TREN.BISNISMARKET.COM - Marc Marquez dari tim Ducati Lenovo berhasil mengukuhkan posisinya sebagai "Sachsenking" usai meraih kemenangan gemilang di MotoGP Jerman 2026. Balapan yang digelar di Sirkuit Sachsenring pada Minggu, 12 Juli 2026, ini menjadi saksi bisu kehebatan Marquez yang memimpin sejak awal hingga garis finis.

Kemenangan ini bukan sekadar podium biasa bagi Marquez, melainkan sebuah pencapaian bersejarah. Ia kini tercatat sebagai pembalap dengan kemenangan terbanyak di satu sirkuit dalam sejarah Grand Prix, dengan total sepuluh kali naik podium tertinggi di Sachsenring.

Cuaca panas yang menyelimuti Sirkuit Sachsenring memaksa para pembalap untuk berpikir keras mengenai strategi ban. Mayoritas pembalap, termasuk Marquez, memilih kombinasi ban depan keras dan ban belakang medium. Taktik ini terbukti efektif untuk menjaga performa ban tetap optimal sepanjang 30 lap balapan yang menuntut.

Sejak lampu start padam, Marquez langsung melesat dan mengamankan posisi terdepan. Kakaknya, Alex Marquez, membuntuti di posisi kedua, sementara Ai Ogura memberikan kejutan dengan merangsek ke posisi ketiga sejak lap pertama.

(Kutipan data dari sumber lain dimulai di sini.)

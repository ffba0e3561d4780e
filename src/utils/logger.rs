use tracing_subscriber::{layer::SubscriberExt, util::SubscriberInitExt, EnvFilter};

pub fn init_cli_logger(verbose: bool) {
    let filter = if verbose {
        EnvFilter::try_from_default_env()
            .unwrap_or_else(|_| EnvFilter::new("helix_quality=debug,info"))
    } else {
        EnvFilter::try_from_default_env().unwrap_or_else(|_| EnvFilter::new("helix_quality=info"))
    };

    tracing_subscriber::registry()
        .with(filter)
        .with(
            tracing_subscriber::fmt::layer()
                .with_target(false)
                .with_thread_ids(false)
                .with_file(false)
                .with_line_number(false)
                .compact(),
        )
        .init();
}

/// JSON lines on stdout, for log shippers.
pub fn init_json_logger() {
    let filter =
        EnvFilter::try_from_default_env().unwrap_or_else(|_| EnvFilter::new("helix_quality=info"));

    tracing_subscriber::registry()
        .with(filter)
        .with(
            tracing_subscriber::fmt::layer()
                .with_target(false)
                .with_thread_ids(false)
                .with_file(false)
                .with_line_number(false)
                .json(),
        )
        .init();
}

Persaingan sengit juga terjadi di barisan tengah. Raul Fernandez berada di posisi keempat, diikuti Fabio Di Giannantonio yang harus puas di posisi kelima. Jorge Martin mengawali balapan di urutan keenam, disusul Francesco Bagnaia, Pedro Acosta, Fabio Quartararo, dan Jack Miller yang melengkapi sepuluh besar.

Balapan tidak berjalan mulus bagi beberapa pembalap. Memasuki lap kelima, Fabio Di Giannantonio mengalami insiden lowside crash di Tikungan 10 dan terpaksa mengakhiri balapan lebih awal.

"Fabio Di Giannantonio harus mengakhiri balapan lebih awal," ujar seorang saksi mata di pinggir sirkuit.

Tak lama berselang, Joan Mir juga mengalami nasib serupa. Ia terjatuh di Tikungan 13 pada lap kedelapan dan tidak mampu melanjutkan balapan.

"Joan Mir terlihat kehilangan kendali motornya sebelum terjatuh," kata seorang komentator balapan.